(Available data Opens)

const JOB_NOT_SPECIFIED: &str = "Please specify a job name to build.";
const JOB_OR_BUILD_NOT_SPECIFIED: &str = "Please specify a job name or jobname and build number.";

#[derive(Clone, Debug, PartialEq, Eq)]
pub struct SlashCommandPayload {
    pub command: String,
    pub text: String,
    pub channel_id: String,
    pub user_id: String,
    pub trigger_id: String,
    pub request_id: String,
}

#[derive(Clone, Debug, PartialEq, Eq)]
pub struct CommandEnvelope {
    pub trigger: String,
    pub verb: String,
    pub args: Vec<String>,
    pub channel_id: String,
    pub user_id: String,
    pub trigger_id: String,
    pub request_id: String,
}

/// A job plus an optional build number; a missing number means the last build.
#[derive(Clone, Debug, PartialEq, Eq)]
pub struct BuildTarget {
    pub job_name: String,
    pub build_number: Option<String>,
}

impl BuildTarget {
    pub fn label(&self) -> String {
        match &self.build_number {
            Some(number) => format!("build #{number}"),
            None => "the last build".to_owned(),
        }
    }
}

#[derive(Clone, Debug, PartialEq, Eq)]
pub enum JenkinsCommand {
    Connect { username: String, token: String },
    Disconnect,
    Me,
    Build { job_name: String, parameters: BTreeMap<String, String> },
    Abort { target: BuildTarget },
    Enable { job_name: String },
    Disable { job_name: String },
    Delete { job_name: String },
    GetArtifacts { target: BuildTarget },
    TestResults { target: BuildTarget },
    GetLog { target: BuildTarget },
    Plugins,
    SafeRestart,
    Help,
    /// Recognized verb with arguments that do not fit it.
    Usage { message: String },
    Unknown { verb: String },
}

#[derive(Debug, Error, PartialEq, Eq)]
pub enum CommandParseError {
    #[error("unsupported slash command: {0}")]
    UnsupportedCommand(String),
}

#[derive(Debug, Error, PartialEq, Eq)]
pub enum CommandRouteError {
    #[error("command service failed: {0}")]
    Service(String),
}

/// Builds an envelope from a slash command. `trigger` is the configured
/// command word, e.g. `/jenkins`. Text that repeats the trigger (as some
/// platforms send the full command line) is accepted too.
pub fn normalize_command(
    payload: SlashCommandPayload,
    trigger: &str,
) -> Result<CommandEnvelope, CommandParseError> {
    if payload.command.trim() != trigger {
        return Err(CommandParseError::UnsupportedCommand(payload.command));
    }

    let mut tokens = args::split_tokens(&payload.text);
    if tokens.first() == Some(&trigger) {
        tokens.remove(0);
    }
    let verb = tokens.first().map(|verb| (*verb).to_owned()).unwrap_or_default();
    let args = tokens.iter().skip(1).map(|token| (*token).to_owned()).collect();

    Ok(CommandEnvelope {
        trigger: trigger.to_owned(),
        verb,
        args,
        channel_id: payload.channel_id,
        user_id: payload.user_id,
        trigger_id: payload.trigger_id,
        request_id: payload.request_id,
    })
}

pub fn classify_command<S: AsRef<str>>(verb: &str, tokens: &[S]) -> JenkinsCommand {
    match verb {
        "connect" => match tokens {
            [username, token] => JenkinsCommand::Connect {
                username: username.as_ref().to_owned(),
                token: token.as_ref().to_owned(),
            },
            _ => usage("Please specify both username and API token."),
        },
        "disconnect" => JenkinsCommand::Disconnect,
        "me" => JenkinsCommand::Me,
        "build" => match parse_job_args(verb, tokens) {
            Some(parsed) => {
                JenkinsCommand::Build { job_name: parsed.job_name, parameters: parsed.parameters }
            }
            None => usage(JOB_NOT_SPECIFIED),
        },
        "abort" => match parse_job_args(verb, tokens) {
            Some(parsed) => JenkinsCommand::Abort { target: build_target(parsed) },
            None => usage(JOB_OR_BUILD_NOT_SPECIFIED),
        },
        "enable" => match job_only(verb, tokens, "Please specify a job to enable.", "enable a job") {
            Ok(job_name) => JenkinsCommand::Enable { job_name },
            Err(command) => command,
        },
        "disable" => {
            match job_only(verb, tokens, "Please specify a job to disable.", "disable a job") {
                Ok(job_name) => JenkinsCommand::Disable { job_name },
                Err(command) => command,
            }
        }
        "delete" => match job_only(verb, tokens, JOB_OR_BUILD_NOT_SPECIFIED, "delete a job") {
            Ok(job_name) => JenkinsCommand::Delete { job_name },
            Err(command) => command,
        },
        "get-artifacts" => match parse_job_args(verb, tokens) {
            Some(parsed) => JenkinsCommand::GetArtifacts { target: build_target(parsed) },
            None => usage(JOB_NOT_SPECIFIED),
        },
        "test-results" => match parse_job_args(verb, tokens) {
            Some(parsed) => JenkinsCommand::TestResults { target: build_target(parsed) },
            None => usage(JOB_NOT_SPECIFIED),
        },
        "get-log" => match parse_job_args(verb, tokens) {
            Some(parsed) => JenkinsCommand::GetLog { target: build_target(parsed) },
            None => usage(JOB_OR_BUILD_NOT_SPECIFIED),
        },
        "plugins" if tokens.is_empty() => JenkinsCommand::Plugins,
        "plugins" => help_usage("get a list of plugins"),
        "safe-restart" if tokens.is_empty() => JenkinsCommand::SafeRestart,
        "safe-restart" => help_usage("safe restart Jenkins"),
        "help" | "" => JenkinsCommand::Help,
        _ => JenkinsCommand::Unknown { verb: verb.to_owned() },
    }
}

fn parse_job_args<S: AsRef<str>>(verb: &str, tokens: &[S]) -> Option<ParsedArgs> {
    let parsed = args::parse(tokens)?;
    if parsed.unterminated_quote {
        debug!(
            event_name = "chat.command.unterminated_quote",
            verb,
            job_name = %parsed.job_name,
            "job name quote was never closed; remaining tokens folded into the job name"
        );
    }
    Some(parsed)
}

/// Job-only actions reject a trailing build number. Extra `key=value` tokens
/// are tolerated.
fn job_only<S: AsRef<str>>(
    verb: &str,
    tokens: &[S],
    missing: &str,
    help_topic: &str,
) -> Result<String, JenkinsCommand> {
    let parsed = parse_job_args(verb, tokens).ok_or_else(|| usage(missing))?;
    if parsed.build_number.is_some() {
        return Err(help_usage(help_topic));
    }
    Ok(parsed.job_name)
}

fn build_target(parsed: ParsedArgs) -> BuildTarget {
    BuildTarget { job_name: parsed.job_name, build_number: parsed.build_number }
}

fn usage(message: &str) -> JenkinsCommand {
    JenkinsCommand::Usage { message: message.to_owned() }
}

fn help_usage(topic: &str) -> JenkinsCommand {
    JenkinsCommand::Usage {
        message: format!("Please check `/jenkins help` to find help on how to {topic}."),
    }
}

pub struct CommandRouter<S> {
    service: S,
}

impl<S> CommandRouter<S>
where
    S: JenkinsCommandService,
{
    pub fn new(service: S) -> Self {
        Self { service }
    }

    pub fn service(&self) -> &S {
        &self.service
    }

    pub async fn route(
        &self,
        envelope: CommandEnvelope,
    ) -> Result<MessageTemplate, CommandRouteError> {
        let command = classify_command(&envelope.verb, &envelope.args);
        debug!(
            event_name = "chat.command.classified",
            correlation_id = %envelope.request_id,
            verb = %envelope.verb,
            command = command_name(&command),
            "slash command classified"
        );

        match command {
            JenkinsCommand::Connect { username, token } => {
                self.service.connect(username, token, &envelope).await
            }
            JenkinsCommand::Disconnect => self.service.disconnect(&envelope).await,
            JenkinsCommand::Me => self.service.me(&envelope).await,
            JenkinsCommand::Build { job_name, parameters } => {
                self.service.build(job_name, parameters, &envelope).await
            }
            JenkinsCommand::Abort { target } => self.service.abort(target, &envelope).await,
            JenkinsCommand::Enable { job_name } => {
                self.service.set_job_enabled(job_name, true, &envelope).await
            }
            JenkinsCommand::Disable { job_name } => {
                self.service.set_job_enabled(job_name, false, &envelope).await
            }
            JenkinsCommand::Delete { job_name } => {
                self.service.delete_job(job_name, &envelope).await
            }
            JenkinsCommand::GetArtifacts { target } => {
                self.service.artifacts(target, &envelope).await
            }
            JenkinsCommand::TestResults { target } => {
                self.service.test_results(target, &envelope).await
            }
            JenkinsCommand::GetLog { target } => self.service.console_log(target, &envelope).await,
            JenkinsCommand::Plugins => self.service.plugins(&envelope).await,
            JenkinsCommand::SafeRestart => self.service.safe_restart(&envelope).await,
            JenkinsCommand::Help => Ok(blocks::help_message(&envelope.trigger)),
            JenkinsCommand::Usage { message } => Ok(blocks::notice_message(
                &message.replace("/jenkins", &envelope.trigger),
            )),
            JenkinsCommand::Unknown { verb } => {
                Ok(blocks::unknown_command_message(&verb, &envelope.trigger))
            }
        }
    }
}

fn command_name(command: &JenkinsCommand) -> &'static str {
    match command {
        JenkinsCommand::Connect { .. } => "connect",
        JenkinsCommand::Disconnect => "disconnect",
        JenkinsCommand::Me => "me",
        JenkinsCommand::Build { .. } => "build",
        JenkinsCommand::Abort { .. } => "abort",
        JenkinsCommand::Enable { .. } => "enable",
        JenkinsCommand::Disable { .. } => "disable",
        JenkinsCommand::Delete { .. } => "delete",
        JenkinsCommand::GetArtifacts { .. } => "get-artifacts",
        JenkinsCommand::TestResults { .. } => "test-results",
        JenkinsCommand::GetLog { .. } => "get-log",
        JenkinsCommand::Plugins => "plugins",
        JenkinsCommand::SafeRestart => "safe-restart",
        JenkinsCommand::Help => "help",
        JenkinsCommand::Usage { .. } => "usage",
        JenkinsCommand::Unknown { .. } => "unknown",
    }
}
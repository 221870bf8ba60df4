//! Chat integration - slash command interface
//!
//! This crate turns `/jenkins ...` slash commands into Jenkins actions:
//! - **Slash Commands** (`commands`) - `/jenkins build`, `/jenkins get-log`, etc.
//! - **Messages** (`blocks`) - structured replies (sections, context, link buttons)
//!
//! # Architecture
//!
//! ```text
//! SlashCommandPayload → normalize_command → CommandRouter → JenkinsCommandService
//!                                                ↓
//!                                   MessageTemplate ← Response
//! ```
//!
//! # Key Types
//!
//! - `CommandRouter` - classifies the verb, validates arguments, calls the service
//! - `JenkinsCommandService` - trait implemented by the server against Jenkins
//! - `MessageBuilder` - constructs chat replies

pub mod blocks;
pub mod commands;
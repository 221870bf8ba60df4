use chatci_chat::commands::{
    normalize_command, CommandRouter, NoopJenkinsCommandService, SlashCommandPayload,
};
use serde_json::json;

use crate::commands::CommandResult;

/// Routes `text` through the slash command dispatcher without contacting
/// Jenkins, and reports the reply that would be sent.
pub fn run(text: &str, trigger: &str) -> CommandResult {
    if !trigger.starts_with('/') || trigger.len() < 2 {
        return CommandResult::failure(
            "dispatch",
            "usage",
            format!("trigger `{trigger}` must be a word starting with `/`"),
            2,
        );
    }

    let payload = SlashCommandPayload {
        command: trigger.to_string(),
        text: text.to_string(),
        channel_id: "cli".to_string(),
        user_id: "cli".to_string(),
        trigger_id: String::new(),
        request_id: "cli-dispatch".to_string(),
    };

    let envelope = match normalize_command(payload, trigger) {
        Ok(envelope) => envelope,
        Err(error) => return CommandResult::failure("dispatch", "usage", error.to_string(), 2),
    };
    let verb = envelope.verb.clone();

    let runtime = match tokio::runtime::Builder::new_current_thread().enable_all().build() {
        Ok(runtime) => runtime,
        Err(error) => {
            return CommandResult::failure(
                "dispatch",
                "runtime_init",
                format!("failed to initialize async runtime: {error}"),
                3,
            );
        }
    };

    let router = CommandRouter::new(NoopJenkinsCommandService);
    match runtime.block_on(router.route(envelope)) {
        Ok(message) => CommandResult::success_with(
            "dispatch",
            message.fallback_text.clone(),
            Some(json!({
                "verb": verb,
                "response_type": message.visibility,
                "blocks": message.blocks,
            })),
        ),
        Err(error) => CommandResult::failure("dispatch", "routing", error.to_string(), 4),
    }
}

(Available data Closes)

— Exercise prompt —
Every line with "BuildTarget" in it should be copied from the entries above.

— Exercise answer —
pub struct BuildTarget {
impl BuildTarget {
    Abort { target: BuildTarget },
    GetArtifacts { target: BuildTarget },
    TestResults { target: BuildTarget },
    GetLog { target: BuildTarget },
fn build_target(parsed: ParsedArgs) -> BuildTarget {
    BuildTarget { job_name: parsed.job_name, build_number: parsed.build_number }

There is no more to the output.